Greifswald Teil eines EU-Projekts zur Bekämpfung von Hirnmetastasen

Greifswald – Die Universitätsmedizin Greifswald beteiligt sich an dem europäischen Forschungsprojekt „STAR-MBM“ zur Bekämpfung von Hirnmetastasen.
Die Europäische Union fördert das Vorhaben der Partner aus Deutschland, Ungarn, Norwegen und Österreich im Rahmen von Horizont Europa. Im Fokus steht die Widerstandsfähigkeit von durch schwarzen Hautkrebs entstandenen Hirnmetastasen.
Vom Primärtumor eingedrungene Tumorzellen können über Jahre hinweg unbemerkt im Gehirn überdauern. In der Krebstherapie sind sie eine besondere Herausforderung, weil sich die Metastasen oft stark voneinander unterscheiden, unterschiedlich auf Therapien reagieren und Resistenzen entwickeln.
Im Forschungsprojekt STAR-MBM will das internationale Forschungsteam nachvollziehen, wie Resistenzen der Hirnmetastasen gegen die Behandlung entstehen und wie sie überwunden werden.
Das Greifswalder Team um Josefine Radke, Leiterin des Instituts für Molecular Genomics, untersucht dazu die räumliche Organisation der Hirnmetastasen und ihr Zusammenspiel mit den umliegenden Zellen. „Gerade Hirnmetastasen zeigen, warum das gesamte molekulare Verständnis bei einer Krebserkrankung so entscheidend ist“, erläutert sie.
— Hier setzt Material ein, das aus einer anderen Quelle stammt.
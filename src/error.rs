//! Error types for the pixopt library.

use std::io;
use std::path::PathBuf;

use thiserror::Error;

/// Result type alias for pixopt operations.
pub type Result<T> = std::result::Result<T, Error>;

/// Broad classification of an [`Error`], used to decide how far it propagates.
#[derive(Debug, Clone, Copy, PartialEq, Eq)]
pub enum ErrorKind {
    /// Malformed or truncated input; repairable only with `fix`.
    Format,
    /// The caller did not authorize an operation the file requires.
    Policy,
    /// Filesystem or naming failure.
    Resource,
    /// Bad option values or combinations.
    Options,
    /// A broken internal invariant. Aborts the whole run.
    Internal,
}

/// Errors produced while optimizing a file.
#[derive(Debug, Error)]
pub enum Error {
    /// The input is neither PNG nor a supported import format.
    #[error("Unrecognized image file format")]
    UnrecognizedFormat,

    /// A PNG signature mangled by newline conversion.
    #[error("PNG file appears to be corrupted by text file conversions")]
    TextConversionCorruption,

    /// MNG and JNG are recognized but not imported.
    #[error("MNG/JNG files are not supported")]
    UnsupportedMng,

    /// Structural damage in the input datastream.
    #[error("{0}")]
    Malformed(String),

    /// An image header value outside the PNG specification.
    #[error("Invalid image header: {0}")]
    InvalidHeader(String),

    /// The input carries a dSIG chunk and `force` was not given.
    #[error("Can't optimize digitally-signed files")]
    DigitallySigned,

    /// Multi-image input that cannot become a single PNG without `snip`.
    #[error("Incompatible input format")]
    IncompatibleFormat,

    /// Decode warnings were recorded and `fix` was not given.
    #[error("Previous error(s) not fixed")]
    ErrorsNotFixed,

    /// A new output file would clobber an existing one.
    #[error("The output file exists, try backing it up (use -keep)")]
    OutputExists,

    /// The existing output file cannot be moved out of the way.
    #[error("Can't back up the existing output file")]
    CannotBackupOutput,

    /// Renaming the input (in-place case) or the old output failed.
    #[error("Can't back up the {what} file")]
    BackupFailed {
        /// "input" or "output".
        what: &'static str,
        /// Underlying I/O error.
        #[source]
        source: io::Error,
    },

    /// A derived file name would exceed the platform limit.
    #[error("Can't create {what} (name too long)")]
    NameTooLong {
        /// What was being named: "the output file" or "backup file".
        what: &'static str,
    },

    /// Failed to remove the backup after a successful commit.
    #[error("Can't remove the backup file {}", path.display())]
    BackupNotRemoved {
        /// Backup path.
        path: PathBuf,
        /// Underlying I/O error.
        #[source]
        source: io::Error,
    },

    /// I/O failure on a specific path.
    #[error("{action} {}: {source}", path.display())]
    File {
        /// Short description ("Can't open the input file", ...).
        action: &'static str,
        /// Path involved.
        path: PathBuf,
        /// Underlying I/O error.
        #[source]
        source: io::Error,
    },

    /// I/O failure while streaming data.
    #[error("I/O error: {0}")]
    Io(#[from] io::Error),

    /// No trial produced an image data stream.
    #[error("Can't encode the image data with any of the selected parameters")]
    NoEncoding,

    /// Invalid option value or combination.
    #[error("{0}")]
    InvalidOptions(String),

    /// Explicit iteration parameters were all outside their legal range.
    #[error("Iteration parameters (-zc, -zm, -zs, -f) out of range")]
    IterationOutOfRange,

    /// A broken internal invariant.
    #[error("Internal error: {0}")]
    Internal(&'static str),
}

impl Error {
    /// Classify this error.
    pub fn kind(&self) -> ErrorKind {
        match self {
            Error::UnrecognizedFormat
            | Error::TextConversionCorruption
            | Error::UnsupportedMng
            | Error::Malformed(_)
            | Error::InvalidHeader(_)
            | Error::NoEncoding => ErrorKind::Format,
            Error::DigitallySigned
            | Error::IncompatibleFormat
            | Error::ErrorsNotFixed
            | Error::OutputExists => ErrorKind::Policy,
            Error::CannotBackupOutput
            | Error::BackupFailed { .. }
            | Error::NameTooLong { .. }
            | Error::BackupNotRemoved { .. }
            | Error::File { .. }
            | Error::Io(_) => ErrorKind::Resource,
            Error::InvalidOptions(_) | Error::IterationOutOfRange => ErrorKind::Options,
            Error::Internal(_) => ErrorKind::Internal,
        }
    }

    /// True for broken invariants, which must stop the whole batch.
    pub fn is_internal(&self) -> bool {
        self.kind() == ErrorKind::Internal
    }

    pub(crate) fn malformed(msg: impl Into<String>) -> Self {
        Error::Malformed(msg.into())
    }

    pub(crate) fn file(action: &'static str, path: impl Into<PathBuf>, source: io::Error) -> Self {
        Error::File {
            action,
            path: path.into(),
            source,
        }
    }
}

/// Fail with [`Error::Internal`] unless `cond` holds.
macro_rules! ensure_invariant {
    ($cond:expr, $msg:literal) => {
        if !$cond {
            return Err($crate::error::Error::Internal($msg));
        }
    };
}
pub(crate) use ensure_invariant;
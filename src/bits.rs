//! Bit-level output for DEFLATE.

/// A bit writer using a 64-bit accumulator, packing bits LSB-first.
///
/// Completed bytes can be drained while encoding continues, which is how
/// the deflate encoder streams compressed output block by block.
#[derive(Debug)]
pub struct BitWriter64 {
    buffer: Vec<u8>,
    acc: u64,
    bits_in_acc: u8,
    drained: usize,
}

impl Default for BitWriter64 {
    fn default() -> Self {
        Self::new()
    }
}

impl BitWriter64 {
    /// Create a writer with a default capacity.
    pub fn new() -> Self {
        Self::with_capacity(1024)
    }

    /// Create a writer with the given byte capacity.
    pub fn with_capacity(capacity: usize) -> Self {
        Self {
            buffer: Vec::with_capacity(capacity),
            acc: 0,
            bits_in_acc: 0,
            drained: 0,
        }
    }

    /// Write the low `num_bits` of `value` (at most 32).
    #[inline]
    pub fn write_bits(&mut self, value: u32, num_bits: u8) {
        debug_assert!(num_bits <= 32);
        if num_bits == 0 {
            return;
        }
        let val64 = (value as u64) & ((1u64 << num_bits) - 1);
        self.acc |= val64 << self.bits_in_acc;
        self.bits_in_acc += num_bits;

        while self.bits_in_acc >= 8 {
            self.buffer.push(self.acc as u8);
            self.acc >>= 8;
            self.bits_in_acc -= 8;
        }
    }

    /// Pad the current byte with zero bits.
    pub fn align(&mut self) {
        if self.bits_in_acc > 0 {
            self.buffer.push(self.acc as u8);
            self.acc = 0;
            self.bits_in_acc = 0;
        }
    }

    /// Append whole bytes. The writer must be byte-aligned.
    pub fn write_bytes(&mut self, bytes: &[u8]) {
        debug_assert_eq!(self.bits_in_acc, 0);
        self.buffer.extend_from_slice(bytes);
    }

    /// Completed bytes not yet drained.
    pub fn pending(&self) -> &[u8] {
        &self.buffer
    }

    /// Drop the completed bytes after the caller has consumed them.
    pub fn discard_pending(&mut self) {
        self.drained += self.buffer.len();
        self.buffer.clear();
    }

    /// Total number of whole bytes produced so far, drained or not.
    pub fn total_bytes(&self) -> usize {
        self.drained + self.buffer.len()
    }

    /// Pad to a byte boundary and return the remaining bytes.
    #[must_use]
    pub fn finish(mut self) -> Vec<u8> {
        self.align();
        self.buffer
    }
}
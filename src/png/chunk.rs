//! PNG chunk types and framing.

use std::fmt;

use crate::compress::crc32::Crc32;

/// A four-byte chunk type code.
#[derive(Clone, Copy, PartialEq, Eq, Hash, PartialOrd, Ord)]
pub struct ChunkType(pub [u8; 4]);

impl ChunkType {
    /// Image header.
    pub const IHDR: ChunkType = ChunkType(*b"IHDR");
    /// Palette.
    pub const PLTE: ChunkType = ChunkType(*b"PLTE");
    /// Image data.
    pub const IDAT: ChunkType = ChunkType(*b"IDAT");
    /// Image trailer.
    pub const IEND: ChunkType = ChunkType(*b"IEND");
    /// Transparency.
    pub const TRNS: ChunkType = ChunkType(*b"tRNS");
    /// Background color.
    pub const BKGD: ChunkType = ChunkType(*b"bKGD");
    /// Palette histogram.
    pub const HIST: ChunkType = ChunkType(*b"hIST");
    /// Significant bits.
    pub const SBIT: ChunkType = ChunkType(*b"sBIT");
    /// Digital signature.
    pub const DSIG: ChunkType = ChunkType(*b"dSIG");
    /// APNG animation control.
    pub const ACTL: ChunkType = ChunkType(*b"acTL");
    /// APNG frame control.
    pub const FCTL: ChunkType = ChunkType(*b"fcTL");
    /// APNG frame data.
    pub const FDAT: ChunkType = ChunkType(*b"fdAT");

    /// Raw type bytes.
    pub fn bytes(&self) -> &[u8; 4] {
        &self.0
    }

    /// Ancillary bit (0x20 of the first byte).
    pub fn is_ancillary(self) -> bool {
        self.0[0] & 0x20 != 0
    }

    /// Critical chunks, with tRNS promoted: dropping it would change pixels.
    pub fn is_critical(self) -> bool {
        !self.is_ancillary() || self == Self::TRNS
    }

    /// acTL, fcTL or fdAT.
    pub fn is_apng(self) -> bool {
        matches!(self, Self::ACTL | Self::FCTL | Self::FDAT)
    }

    /// dSIG.
    pub fn is_digital_signature(self) -> bool {
        self == Self::DSIG
    }

    /// Chunks decoded into the image model rather than kept as opaque blobs.
    pub fn is_codec_handled(self) -> bool {
        self.is_critical() || matches!(self, Self::BKGD | Self::HIST | Self::SBIT)
    }

    /// Every byte is an ASCII letter.
    pub fn is_well_formed(self) -> bool {
        self.0.iter().all(u8::is_ascii_alphabetic)
    }

    /// Length + type header for a payload of `len` bytes.
    pub fn header(self, len: u32) -> [u8; 8] {
        let mut out = [0u8; 8];
        out[..4].copy_from_slice(&len.to_be_bytes());
        out[4..].copy_from_slice(&self.0);
        out
    }
}

impl fmt::Display for ChunkType {
    fn fmt(&self, f: &mut fmt::Formatter<'_>) -> fmt::Result {
        for &b in &self.0 {
            if b.is_ascii_graphic() {
                write!(f, "{}", b as char)?;
            } else {
                write!(f, "\\x{b:02x}")?;
            }
        }
        Ok(())
    }
}

impl fmt::Debug for ChunkType {
    fn fmt(&self, f: &mut fmt::Formatter<'_>) -> fmt::Result {
        write!(f, "ChunkType({self})")
    }
}

/// CRC-32 of a chunk (type + payload).
pub fn chunk_crc(chunk_type: ChunkType, data: &[u8]) -> u32 {
    let mut crc = Crc32::for_chunk(chunk_type.bytes());
    crc.update(data);
    crc.value()
}

/// Write a PNG chunk (length, type, data, CRC32) to the output buffer.
pub fn write_chunk(output: &mut Vec<u8>, chunk_type: ChunkType, data: &[u8]) {
    output.reserve(12 + data.len());
    output.extend_from_slice(&chunk_type.header(data.len() as u32));
    output.extend_from_slice(data);
    output.extend_from_slice(&chunk_crc(chunk_type, data).to_be_bytes());
}

#[cfg(test)]
mod tests {
    use super::*;

    #[test]
    fn test_write_iend_chunk() {
        let mut output = Vec::new();
        write_chunk(&mut output, ChunkType::IEND, &[]);

        assert_eq!(output.len(), 12);
        assert_eq!(&output[0..4], &[0, 0, 0, 0]);
        assert_eq!(&output[4..8], b"IEND");
        assert_eq!(&output[8..12], &0xAE426082_u32.to_be_bytes());
    }

    #[test]
    fn test_write_chunk_with_data() {
        let mut output = Vec::new();
        write_chunk(&mut output, ChunkType(*b"tEXt"), b"hello");

        assert_eq!(output.len(), 17);
        assert_eq!(&output[0..4], &[0, 0, 0, 5]);
        assert_eq!(&output[4..8], b"tEXt");
        assert_eq!(&output[8..13], b"hello");
    }

    #[test]
    fn test_classification() {
        assert!(ChunkType::IDAT.is_critical());
        assert!(ChunkType::TRNS.is_ancillary());
        assert!(ChunkType::TRNS.is_critical());
        assert!(!ChunkType::BKGD.is_critical());
        assert!(ChunkType::BKGD.is_codec_handled());
        assert!(!ChunkType(*b"tEXt").is_codec_handled());
        assert!(ChunkType::FDAT.is_apng());
        assert!(!ChunkType::IDAT.is_apng());
        assert!(ChunkType::DSIG.is_digital_signature());
    }

    #[test]
    fn test_display_escapes_binary() {
        assert_eq!(ChunkType::IDAT.to_string(), "IDAT");
        assert_eq!(ChunkType([b'a', 0, b'b', b'c']).to_string(), "a\\x00bc");
        assert!(!ChunkType([b'a', 0, b'b', b'c']).is_well_formed());
    }
}
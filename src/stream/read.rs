//! Read-side interception: input measurement and chunk classification.

use log::trace;

use super::IoLocation;
use crate::error::{ensure_invariant, Result};
use crate::image::Image;
use crate::png::chunk::ChunkType;
use crate::status::RunStatus;

/// Sizes measured on the input.
#[derive(Debug, Clone, Copy, Default, PartialEq, Eq)]
pub struct InputSizes {
    /// Bytes up to the end of the datastream, including any leading data.
    pub file_size: u64,
    /// Bytes preceding the datastream.
    pub datastream_offset: u64,
    /// Sum of all IDAT payload lengths.
    pub idat_size: u64,
    /// PLTE and tRNS chunks, including their 12 bytes of framing.
    pub plte_trns_size: u64,
}

/// What the decoder should do with a chunk whose header was just read.
#[derive(Debug, Clone, Copy, PartialEq, Eq)]
pub enum ChunkAction {
    /// Decode into the image model.
    Decode,
    /// Keep as an opaque chunk.
    Keep,
    /// Skip the payload.
    Discard,
}

/// Observes every read of a PNG datastream.
#[derive(Debug)]
pub struct ReadHook {
    status: RunStatus,
    sizes: InputSizes,
    snip: bool,
    started: bool,
    seen_idat: bool,
    warnings: Vec<String>,
}

impl ReadHook {
    /// A hook for one input; `snip` drops APNG chunks.
    pub fn new(snip: bool) -> Self {
        Self {
            status: RunStatus::empty(),
            sizes: InputSizes::default(),
            snip,
            started: false,
            seen_idat: false,
            warnings: Vec::new(),
        }
    }

    /// Account for `data`, read at byte `offset` of the input.
    pub fn on_read(&mut self, offset: u64, location: IoLocation, data: &[u8]) -> Result<()> {
        if !self.started {
            ensure_invariant!(data.len() == 8, "PNG I/O must start with the first 8 bytes");
            self.started = true;
            self.sizes.datastream_offset = offset;
            self.status |= RunStatus::HAS_PNG_DATASTREAM;
            if location == IoLocation::Signature {
                self.status |= RunStatus::HAS_PNG_SIGNATURE;
            }
            if offset == 0 {
                self.status |= RunStatus::IS_PNG_FILE;
            }
            self.sizes.file_size = offset;
        }
        self.sizes.file_size += data.len() as u64;
        Ok(())
    }

    /// Classify a chunk from its header, allocating image rows on the first IDAT.
    pub fn on_chunk_header(
        &mut self,
        length: u32,
        chunk_type: ChunkType,
        image: &mut Image,
    ) -> Result<ChunkAction> {
        match chunk_type {
            ChunkType::IDAT => {
                if !self.seen_idat {
                    self.seen_idat = true;
                    // A premature IDAT leaves the rows unallocated; decoding
                    // reports the error.
                    if image.header.is_some_and(|h| h.height > 0) {
                        ensure_invariant!(
                            image.rows.is_empty(),
                            "Image rows have been allocated too early"
                        );
                        image.allocate_rows();
                    }
                } else {
                    self.status |= RunStatus::HAS_JUNK;
                }
                self.sizes.idat_size += u64::from(length);
                Ok(ChunkAction::Decode)
            }
            ChunkType::PLTE | ChunkType::TRNS => {
                self.sizes.plte_trns_size += u64::from(length) + 12;
                Ok(ChunkAction::Decode)
            }
            other => Ok(self.handle_chunk(other)),
        }
    }

    fn handle_chunk(&mut self, chunk_type: ChunkType) -> ChunkAction {
        if chunk_type.is_codec_handled() {
            return ChunkAction::Decode;
        }
        if chunk_type.is_digital_signature() {
            self.status |= RunStatus::HAS_DIGITAL_SIGNATURE;
        } else if chunk_type.is_apng() {
            self.status |= RunStatus::HAS_APNG;
            if chunk_type == ChunkType::FDAT {
                self.status |= RunStatus::HAS_MULTIPLE_IMAGES;
            }
            if self.snip {
                trace!("dropping {chunk_type}");
                self.status |= RunStatus::HAS_JUNK;
                return ChunkAction::Discard;
            }
        }
        ChunkAction::Keep
    }

    /// Record a recoverable error. Recovery needs the image data re-encoded.
    pub fn warn(&mut self, message: impl Into<String>) {
        self.status |= RunStatus::HAS_ERRORS | RunStatus::NEEDS_NEW_IDAT;
        self.warnings.push(message.into());
    }

    /// Record a notice that only marks the file as carrying junk.
    pub fn junk(&mut self, message: impl Into<String>) {
        self.status |= RunStatus::HAS_JUNK;
        self.warnings.push(message.into());
    }

    /// Set additional status flags.
    pub fn flag(&mut self, flags: RunStatus) {
        self.status |= flags;
    }

    /// Flags gathered so far.
    pub fn status(&self) -> RunStatus {
        self.status
    }

    /// Sizes gathered so far.
    pub fn sizes(&self) -> InputSizes {
        self.sizes
    }

    /// Consume the hook, returning flags, sizes and warnings.
    pub fn finish(self) -> (RunStatus, InputSizes, Vec<String>) {
        (self.status, self.sizes, self.warnings)
    }
}

#[cfg(test)]
mod tests {
    use super::*;
    use crate::png::{ColorType, Ihdr};

    #[test]
    fn test_first_read_sets_datastream_flags() {
        let mut hook = ReadHook::new(false);
        hook.on_read(0, IoLocation::Signature, &[0; 8]).unwrap();
        hook.on_read(8, IoLocation::ChunkHeader, &[0; 8]).unwrap();
        let status = hook.status();
        assert!(status.contains(
            RunStatus::HAS_PNG_DATASTREAM | RunStatus::HAS_PNG_SIGNATURE | RunStatus::IS_PNG_FILE
        ));
        assert_eq!(hook.sizes().file_size, 16);
    }

    #[test]
    fn test_embedded_datastream_offset() {
        let mut hook = ReadHook::new(false);
        hook.on_read(100, IoLocation::ChunkHeader, &[0; 8]).unwrap();
        let status = hook.status();
        assert!(status.contains(RunStatus::HAS_PNG_DATASTREAM));
        assert!(!status.contains(RunStatus::IS_PNG_FILE));
        assert!(!status.contains(RunStatus::HAS_PNG_SIGNATURE));
        assert_eq!(hook.sizes().datastream_offset, 100);
        assert_eq!(hook.sizes().file_size, 108);
    }

    #[test]
    fn test_first_read_must_be_eight_bytes() {
        let mut hook = ReadHook::new(false);
        let err = hook.on_read(0, IoLocation::Signature, &[0; 4]).unwrap_err();
        assert!(err.is_internal());
    }

    #[test]
    fn test_idat_headers_allocate_and_mark_junk() {
        let mut hook = ReadHook::new(false);
        let mut image = Image::default();
        image.header = Some(Ihdr::new(4, 3, 8, ColorType::Gray));
        hook.on_chunk_header(10, ChunkType::IDAT, &mut image).unwrap();
        assert_eq!(image.rows.len(), 3);
        assert!(!hook.status().contains(RunStatus::HAS_JUNK));
        hook.on_chunk_header(5, ChunkType::IDAT, &mut image).unwrap();
        assert!(hook.status().contains(RunStatus::HAS_JUNK));
        assert_eq!(hook.sizes().idat_size, 15);
    }

    #[test]
    fn test_premature_idat_skips_allocation() {
        let mut hook = ReadHook::new(false);
        let mut image = Image::default();
        let action = hook.on_chunk_header(10, ChunkType::IDAT, &mut image).unwrap();
        assert_eq!(action, ChunkAction::Decode);
        assert!(image.rows.is_empty());
    }

    #[test]
    fn test_plte_trns_overhead() {
        let mut hook = ReadHook::new(false);
        let mut image = Image::default();
        hook.on_chunk_header(6, ChunkType::PLTE, &mut image).unwrap();
        hook.on_chunk_header(2, ChunkType::TRNS, &mut image).unwrap();
        assert_eq!(hook.sizes().plte_trns_size, 18 + 14);
    }

    #[test]
    fn test_classification_flags() {
        let mut image = Image::default();
        let mut hook = ReadHook::new(false);
        assert_eq!(
            hook.on_chunk_header(0, ChunkType::DSIG, &mut image).unwrap(),
            ChunkAction::Keep
        );
        assert_eq!(
            hook.on_chunk_header(0, ChunkType::FDAT, &mut image).unwrap(),
            ChunkAction::Keep
        );
        assert_eq!(
            hook.on_chunk_header(0, ChunkType::BKGD, &mut image).unwrap(),
            ChunkAction::Decode
        );
        let status = hook.status();
        assert!(status.contains(
            RunStatus::HAS_DIGITAL_SIGNATURE | RunStatus::HAS_APNG | RunStatus::HAS_MULTIPLE_IMAGES
        ));
        assert!(!status.contains(RunStatus::HAS_JUNK));
    }

    #[test]
    fn test_snip_discards_apng_chunks() {
        let mut image = Image::default();
        let mut hook = ReadHook::new(true);
        assert_eq!(
            hook.on_chunk_header(8, ChunkType::ACTL, &mut image).unwrap(),
            ChunkAction::Discard
        );
        let status = hook.status();
        assert!(status.contains(RunStatus::HAS_APNG | RunStatus::HAS_JUNK));
        assert!(!status.contains(RunStatus::HAS_MULTIPLE_IMAGES));
    }

    #[test]
    fn test_warn_requires_new_idat() {
        let mut hook = ReadHook::new(false);
        hook.warn("CRC error");
        let (status, _, warnings) = hook.finish();
        assert!(status.contains(RunStatus::HAS_ERRORS | RunStatus::NEEDS_NEW_FILE));
        assert_eq!(warnings, vec!["CRC error".to_string()]);
    }
}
Die Forschenden wollen unter anderem räumliche Transkriptom-Analysen und Sequenzierungen nutzen, um Mutationen zu identifizieren, die mit einer erworbenen Resistenz gegen aktuelle Medikamente in Zusammenhang stehen. Auf dieser Grundlage wollen die Arbeitsgruppen neue Kombinationstherapien testen.